Disregarding the Pacific coast form of Vancouver and the Olympian Mountains, the wapiti is now a beast of the Rocky Mountain region proper, especially in western Montana, Wyoming, and Colorado. Throughout these mountains its extermination, though less rapid than on the plains, has nevertheless gone on with melancholy steadiness. In the early nineties it was still as abundant as ever in large regions in western Wyoming and Montana and northwestern Colorado. In northwestern Colorado the herds are now represented by only a few hundred individuals. In western Montana they are scattered over a wider region and are protected by the denser timber, but are nowhere plentiful. They have nearly vanished from the Big Horn Mountains. They are still abundant in and around their great nursery and breeding-ground, the Yellowstone National Park. If this park could be extended so as to take in part of the winter range to the south, it would help to preserve them, to the delight of all lovers of nature, and to the great pecuniary benefit of the people of Wyoming and Montana.
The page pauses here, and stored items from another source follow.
//! Data-to-screen mapping for the rolling charts
//!
//! X is the slot index in a rolling window (`0..slots`, oldest on the left),
//! Y is a value in a fixed `0..=y_max` domain. Values outside the domain are
//! pinned to the plot edge rather than dropped, so a spike still shows.

use embedded_graphics::prelude::*;
use embedded_graphics::primitives::Rectangle;

/// Padding around the plot area for labels and margins
#[derive(Debug, Clone, Copy, PartialEq, Default)]
pub struct ViewportPadding {
    pub top: u32,
    pub right: u32,
    pub bottom: u32,
    pub left: u32,
}

impl ViewportPadding {
    pub const fn new(top: u32, right: u32, bottom: u32, left: u32) -> Self {
        Self {
            top,
            right,
            bottom,
            left,
        }
    }
}

/// Fixed-domain viewport over a rolling window
#[derive(Debug, Clone, Copy, PartialEq)]
pub struct ChartViewport {
    screen_bounds: Rectangle,
    padding: ViewportPadding,
    slots: usize,
    y_max: f32,
}

impl ChartViewport {
    /// Viewport for a window of `slots` values with Y domain `0..=y_max`
    pub fn new(screen_bounds: Rectangle, slots: usize, y_max: f32) -> Self {
        Self {
            screen_bounds,
            padding: ViewportPadding::default(),
            slots: slots.max(1),
            y_max,
        }
    }

    pub fn with_padding(mut self, padding: ViewportPadding) -> Self {
        self.padding = padding;
        self
    }

    /// Screen bounds minus padding
    pub fn plot_area(&self) -> Rectangle {
        let top_left = Point::new(
            self.screen_bounds.top_left.x + self.padding.left as i32,
            self.screen_bounds.top_left.y + self.padding.top as i32,
        );
        let width = self
            .screen_bounds
            .size
            .width
            .saturating_sub(self.padding.left + self.padding.right);
        let height = self
            .screen_bounds
            .size
            .height
            .saturating_sub(self.padding.top + self.padding.bottom);

        Rectangle::new(top_left, Size::new(width, height))
    }

    pub fn y_max(&self) -> f32 {
        self.y_max
    }

    /// Screen X of slot `index`; the first slot sits on the left edge and the
    /// last on the right edge
    pub fn x_for(&self, index: usize) -> i32 {
        let plot = self.plot_area();
        if self.slots <= 1 {
            return plot.top_left.x;
        }
        let span = plot.size.width.saturating_sub(1) as i64;
        let index = index.min(self.slots - 1) as i64;
        plot.top_left.x + (index * span / (self.slots as i64 - 1)) as i32
    }

    /// Left edge and width of slot `index` when the plot is divided into
    /// equal columns, one per slot
    pub fn column_for(&self, index: usize) -> (i32, u32) {
        let plot = self.plot_area();
        let width = plot.size.width as usize;
        let start = index * width / self.slots;
        let end = (index + 1) * width / self.slots;
        (plot.top_left.x + start as i32, (end - start) as u32)
    }

    /// Screen Y of `value`, clamped to the plot area
    pub fn y_for(&self, value: f32) -> i32 {
        let plot = self.plot_area();
        let bottom = plot.top_left.y + plot.size.height as i32 - 1;
        if value.is_nan() || self.y_max <= 0.0 {
            return bottom;
        }

        let norm = (value / self.y_max).clamp(0.0, 1.0);
        let span = plot.size.height.saturating_sub(1) as f32;
        bottom - (norm * span) as i32
    }

    /// Bottom pixel row of the plot area
    pub fn baseline(&self) -> i32 {
        let plot = self.plot_area();
        plot.top_left.y + plot.size.height as i32 - 1
    }
}

#[cfg(test)]
mod tests {
    use super::*;

    fn viewport() -> ChartViewport {
        ChartViewport::new(
            Rectangle::new(Point::new(10, 20), Size::new(101, 51)),
            100,
            0.1,
        )
    }

    #[test]
    fn test_x_spans_plot_width() {
        let vp = viewport();
        assert_eq!(vp.x_for(0), 10);
        assert_eq!(vp.x_for(99), 110);
        // Out-of-range indices pin to the last slot
        assert_eq!(vp.x_for(500), 110);
    }

    #[test]
    fn test_y_is_inverted_and_clamped() {
        let vp = viewport();
        assert_eq!(vp.y_for(0.0), 70);
        assert_eq!(vp.y_for(0.1), 20);
        assert_eq!(vp.y_for(0.051), 45);
        assert_eq!(vp.y_for(3.0), 20);
        assert_eq!(vp.y_for(f32::NAN), 70);
        assert_eq!(vp.y_for(f32::INFINITY), 20);
    }

    #[test]
    fn test_padding_shrinks_plot() {
        let vp = viewport().with_padding(ViewportPadding::new(1, 2, 3, 4));
        assert_eq!(
            vp.plot_area(),
            Rectangle::new(Point::new(14, 21), Size::new(95, 47))
        );
    }

    #[test]
    fn test_columns_tile_the_plot() {
        let vp = ChartViewport::new(Rectangle::new(Point::zero(), Size::new(400, 10)), 100, 1.0);
        assert_eq!(vp.column_for(0), (0, 4));
        assert_eq!(vp.column_for(99), (396, 4));
    }
}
But at present the winter range south of the park is filling up with settlers, and unless the conditions change, those among the Yellowstone wapiti which would normally go south will more and more be compelled to winter among the mountains, which will mean such immense losses from starvation and deep snow that the southern herds will be woefully thinned.[[5]] Surely all men who care for nature, no less than all men who care for big game hunting, should combine to try to see that not merely the States but the Federal authorities make every effort, and are given every power, to prevent the extermination of this stately and beautiful animal, the lordliest of the deer kind in the entire world.